2nd Sunday of Easter 2021
Having not been married very long, some young friends of mine Karl and Cindy had been trying to have a family but without success. After extensive testing, they discovered that they had issues with fertility, and that it was unlikely that they were going to be able to have children. Naturally, they were bitterly disappointed. The future for which they had longed suddenly seemed changed forever, and the future presented as an enormous unresolved question. Questions about themselves as individuals, questions about their relationship, questions about the meaning of their life together inevitably swamped them, and it has been a very difficult period for them both personally and in their partnership.
However, the story took an extraordinary twist when Cindy discovered some time later that she was pregnant. It defied all the medical advice they had been given. Suddenly, what had seemed impossibility was now a possibility, what had been presented as a dead end was filled with a new beginning.

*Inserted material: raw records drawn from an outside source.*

//! Strongly-typed identifiers.
//!
//! Ids are ULIDs behind a phantom-typed wrapper, so a `TaskId` can never be
//! passed where a `QueueId` is expected. A ULID is 128 bits and minted once
//! at construction; tasks and queues compare equal iff their ids do.

use std::fmt;
use std::marker::PhantomData;

use serde::{Deserialize, Serialize};
use ulid::Ulid;

/// Marker trait for id kinds. Supplies the `Display` prefix.
pub trait IdKind: Send + Sync + 'static {
    fn prefix() -> &'static str;
}

/// Generic id. `K` is phantom: zero bytes at runtime, a distinct type at
/// compile time.
#[repr(transparent)]
#[derive(Debug, Clone, Copy, PartialEq, Eq, Hash, PartialOrd, Ord, Serialize, Deserialize)]
pub struct Id<K: IdKind> {
    ulid: Ulid,
    #[serde(skip)]
    _kind: PhantomData<K>,
}

impl<K: IdKind> Id<K> {
    /// Mint a fresh random id.
    pub fn random() -> Self {
        Self::from_ulid(Ulid::new())
    }

    pub fn from_ulid(ulid: Ulid) -> Self {
        Self {
            ulid,
            _kind: PhantomData,
        }
    }

    pub fn as_ulid(&self) -> Ulid {
        self.ulid
    }
}

impl<K: IdKind> From<Ulid> for Id<K> {
    fn from(ulid: Ulid) -> Self {
        Self::from_ulid(ulid)
    }
}

impl<K: IdKind> fmt::Display for Id<K> {
    fn fmt(&self, f: &mut fmt::Formatter<'_>) -> fmt::Result {
        write!(f, "{}{}", K::prefix(), self.ulid)
    }
}

/// Marker for task ids.
#[derive(Debug, Clone, Copy, PartialEq, Eq, Hash, PartialOrd, Ord)]
pub enum TaskTag {}

impl IdKind for TaskTag {
    fn prefix() -> &'static str {
        "task-"
    }
}

/// Marker for queue ids.
#[derive(Debug, Clone, Copy, PartialEq, Eq, Hash, PartialOrd, Ord)]
pub enum QueueTag {}

impl IdKind for QueueTag {
    fn prefix() -> &'static str {
        "queue-"
    }
}

/// Identifier of a task: the stable opaque identity it keeps for life.
pub type TaskId = Id<TaskTag>;

/// Identifier of a queue; federation membership is tracked by this.
pub type QueueId = Id<QueueTag>;

#[cfg(test)]
mod tests {
    use super::*;

    #[test]
    fn display_uses_kind_prefix() {
        let task = TaskId::random();
        let queue = QueueId::random();

        assert!(task.to_string().starts_with("task-"));
        assert!(queue.to_string().starts_with("queue-"));
    }

    #[test]
    fn random_ids_are_distinct() {
        let a = TaskId::random();
        let b = TaskId::random();
        assert_ne!(a, b);
    }

    #[test]
    fn ids_round_trip_through_serde() {
        let id = TaskId::random();
        let json = serde_json::to_string(&id).unwrap();
        let back: TaskId = serde_json::from_str(&json).unwrap();
        assert_eq!(id, back);
    }

    #[test]
    fn id_is_exactly_a_ulid_in_memory() {
        use std::mem::size_of;
        assert_eq!(size_of::<TaskId>(), size_of::<Ulid>());
        assert_eq!(size_of::<Ulid>(), 16);
    }
}
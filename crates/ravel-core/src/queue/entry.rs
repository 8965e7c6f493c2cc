//! Per-task bookkeeping inside one queue.

use std::sync::Arc;
use std::time::Instant;

use crate::domain::{Capabilities, Task};

/// What the queue records about a task it owns.
///
/// The task object itself carries identity, priority, and state; the entry
/// adds what only the owning queue knows: the capability record probed at
/// add time, the insertion sequence number that keeps the sort stable, and
/// the two one-way flags the runtime flips.
pub(crate) struct TaskEntry {
    pub task: Arc<dyn Task>,
    pub caps: Capabilities,
    /// Insertion counter; the final tie-breaker in the waiting-list order.
    pub seq: u64,
    /// Set by `cancel` on a running task that cannot be asked to stop; the
    /// task keeps running and lands in `cancelled` on natural exit.
    pub abandoned: bool,
    /// Set once the terminal bookkeeping (signal, callbacks) has run, so a
    /// cancel-versus-natural-exit race cannot run it twice.
    pub finalized: bool,
    pub enqueued_at: Instant,
}

impl TaskEntry {
    pub(crate) fn new(task: Arc<dyn Task>, seq: u64) -> Self {
        let caps = Capabilities::probe(task.as_ref());
        Self {
            task,
            caps,
            seq,
            abandoned: false,
            finalized: false,
            enqueued_at: Instant::now(),
        }
    }

    pub(crate) fn is_dependent(&self) -> bool {
        self.caps.contains(Capabilities::DEPENDENT)
    }
}
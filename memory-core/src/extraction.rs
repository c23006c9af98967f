//! Episode extraction seam: turning a raw situation/action/outcome report
//! into an abstracted lesson is delegated to an external LLM call. This
//! module defines the trait the orchestrator codes against and a default
//! no-op implementation for deployments without one configured.

use async_trait::async_trait;

use crate::error::Result;

/// A proposed episode, pending the Episodic Store's own abstraction checks.
#[derive(Debug, Clone, PartialEq)]
pub struct EpisodeDraft {
    /// The abstracted takeaway, not yet validated.
    pub lesson: String,
    /// Extractor's own confidence in the draft, in `[0, 1]`.
    pub confidence: f32,
}

/// `(situation, action, outcome) -> lesson`, external to the core engine.
///
/// Implementations are expected to call out to an LLM; the core never
/// assumes a draft is well-formed and always re-validates it through
/// [`crate::episodic::validate_episode_fields`] before storing it.
#[async_trait]
pub trait LlmExtractor: Send + Sync {
    /// Attempt to extract an episode lesson from a completed interaction.
    ///
    /// Returns `Ok(None)` when the extractor declines to propose a lesson
    /// (e.g. the interaction was too trivial to abstract).
    ///
    /// # Errors
    ///
    /// Returns an error if the extractor backend itself is unavailable.
    async fn extract_episode(
        &self,
        situation: &str,
        action: &str,
        outcome: &str,
    ) -> Result<Option<EpisodeDraft>>;
}

/// Always declines to propose a lesson. The default when no extractor
/// backend is configured; callers fall back to manual `add_episode` calls.
#[derive(Debug, Default)]
pub struct NoopExtractor;

#[async_trait]
impl LlmExtractor for NoopExtractor {
    async fn extract_episode(
        &self,
        _situation: &str,
        _action: &str,
        _outcome: &str,
    ) -> Result<Option<EpisodeDraft>> {
        Ok(None)
    }
}

#[cfg(test)]
mod tests {
    use super::*;

    #[tokio::test]
    async fn noop_extractor_always_declines() {
        let extractor = NoopExtractor;
        let result = extractor.extract_episode("s", "a", "o").await.unwrap();
        assert!(result.is_none());
    }
}
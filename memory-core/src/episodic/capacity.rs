//! Capacity tracking for episodic storage.
//!
//! Tracks how many episodes a project holds against an optional soft limit.
//! This is bookkeeping only: the Episodic Store never auto-evicts, so a
//! [`CapacityManager`] never deletes anything on its own. Callers who want
//! bounded storage must invoke [`crate::episodic::EpisodicStore::cleanup`]
//! explicitly; this type only tells them when it would be worth doing so.

use std::collections::HashMap;

use parking_lot::Mutex;

/// Tracks per-project episode counts against an optional soft cap.
#[derive(Debug)]
pub struct CapacityManager {
    max_episodes: Option<usize>,
    counts: Mutex<HashMap<String, usize>>,
}

impl CapacityManager {
    /// Construct a manager with no cap (always `can_store`).
    #[must_use]
    pub fn unbounded() -> Self {
        Self {
            max_episodes: None,
            counts: Mutex::new(HashMap::new()),
        }
    }

    /// Construct a manager enforcing a soft per-project episode cap.
    #[must_use]
    pub fn with_limit(max_episodes: usize) -> Self {
        Self {
            max_episodes: Some(max_episodes),
            counts: Mutex::new(HashMap::new()),
        }
    }

    /// Record that `project_id` now holds `count` episodes, e.g. after a
    /// successful [`crate::episodic::EpisodicStore::store`] or `cleanup`.
    pub fn record_count(&self, project_id: &str, count: usize) {
        self.counts.lock().insert(project_id.to_string(), count);
    }

    /// Whether storing one more episode would exceed the configured cap.
    /// Always `true` when unbounded.
    #[must_use]
    pub fn can_store(&self, project_id: &str) -> bool {
        match self.max_episodes {
            None => true,
            Some(limit) => {
                let current = self.counts.lock().get(project_id).copied().unwrap_or(0);
                current < limit
            }
        }
    }

    /// Current tracked count for a project (0 if never recorded).
    #[must_use]
    pub fn count(&self, project_id: &str) -> usize {
        self.counts.lock().get(project_id).copied().unwrap_or(0)
    }
}

impl Default for CapacityManager {
    fn default() -> Self {
        Self::unbounded()
    }
}

#[cfg(test)]
mod tests {
    use super::*;

    #[test]
    fn unbounded_manager_always_allows_storage() {
        let manager = CapacityManager::unbounded();
        manager.record_count("alpha-aaaaaaaa", 10_000);
        assert!(manager.can_store("alpha-aaaaaaaa"));
    }

    #[test]
    fn bounded_manager_rejects_at_limit() {
        let manager = CapacityManager::with_limit(2);
        manager.record_count("alpha-aaaaaaaa", 2);
        assert!(!manager.can_store("alpha-aaaaaaaa"));
        manager.record_count("alpha-aaaaaaaa", 1);
        assert!(manager.can_store("alpha-aaaaaaaa"));
    }

    #[test]
    fn projects_are_tracked_independently() {
        let manager = CapacityManager::with_limit(1);
        manager.record_count("alpha-aaaaaaaa", 1);
        assert!(manager.can_store("beta-bbbbbbbb"));
    }
}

The story has kept unfolding though. Cindy, sadly, miscarried. From despair, Cindy had moved to hope, only to once again be left with feelings of confusion and loss. A miscarriage is always, of course, an experience of great sadness and loss. However, in this situation, sadness was filled with the paradox of hope, given that Cindy and Karl had been of the belief that conception would never be a possibility. Though they were dealing with the sadness of Cindy’s miscarriage, nonetheless there was now the unmistakable hope that the family for which they long might be a real possibility. And indeed, they went on to have three children.
I couldn’t but help think of Karl and Cindy’s story as one that participates in the Easter story that is given us today. The Gospel of John gives us this extraordinary story of an encounter with the Risen Christ. It is exceptional for a number of aspects. The disciples are locked away in fear. They are entombed within their own insecurities, their own anxiety, their own sense of hopelessness. They are at a dead end. The future presents without promise. All they have is the darkness of their situation.
The life of the Risen Christ comes to them there in that very room. They do not leave that space in which they are enclosed to find him. He finds them there in their fears, their insecurities, their questions. Further, in that room the disciples are not met by a Christ resplendent in glory. Rather they are met by the Risen One who remains the Crucified One. The Gospel of John makes the wounded character of the Risen Christ graphically clear. This is altogether wondrous: the Resurrection had not removed the wounds of the Crucifixion. The woundedness of Jesus has not been eradicated. Rather it has been transformed. The Resurrection has enabled the Christ to bear his woundedness in such a way that those wounds now become a place of life and possibility.
In this lies the great Easter mystery for each of us. Living in the light of the Resurrection of Jesus, living the life of the Resurrection, does not take away our own vulnerability, our own fragility, our own deep seated woundedness. Curiously, as this Resurrection account is seeking to invite us to consider, Resurrected Life helps us enter and bear our vulnerability, our fragility, in a new kind of way. Yes, each of us, like Christ hanging on the Cross, is pierced through with a lance – the lance of fear, the lance of anger, the lance of anxiety, the lance of despair. A wound opens up within us. This wound can become the place of a great infection in us. Or it can become a place where both blood and water flow – as the crucifixion account depicts it. In other words, it can become the place where the spring of new life flows. When life flows from what was first a wound in us, then, as today’s gospel invites us to consider, we are actually being caught up in the life of the Resurrection of Jesus.
The Gospel confronts us with the remarkable paradox that there is no other way to experience what Resurrection means unless we are first prepared to be honest about our wounds. We are angry, and our anger turns to a new openness. We are embittered, and our resentment turns to a new receptivity. We are closed off, and we experience a new sense of companionship. As one writer puts it, it is only in the valley of many, very dry bones that the Spirit of God is known. “It is here in what first appears as dead, that hope rises against hopelessness . . . This is the new spirit and new heart that God promised. This is the new creation, the rescuing of life from death, the raising of the dead from their graves in order once again to cultivate the promised land. . . A new body. A new spirit. A new Eden. A new creation altogether . . . The spirit accomplishes its most lavish task of re-creation, it would seem in a grotesque valley of death.”[1]
And how do we know that this Easter transformation is stirring within us. As the gospel today details there is only one way of knowing: the experience of peace. Whenever a gospel story repeats something three times there is no mistaking. Three times Jesus says, “Peace be with you.” When we enter our own wounds, and discover there the unexpected mystery of peace born from stillness, then the miracle of the Resurrection has begun to stir within us.
For my young married friends, Karl and Cindy, a wound in their own life and relationship and the tragedy of a death, bore a possibility in the stillness of the aftermath of Cindy’s miscarriage. A great disappointment is nonetheless infused with a renewed hope. This is a parable of Easter life. It is the parable that waits to be lived out in each of our lives.
[1] John R. Levison, Filled with the Spirit, (Grand Rapids, MI/Cambridge, UK: William B. Eerdmans Publishing Company, 2009), 105.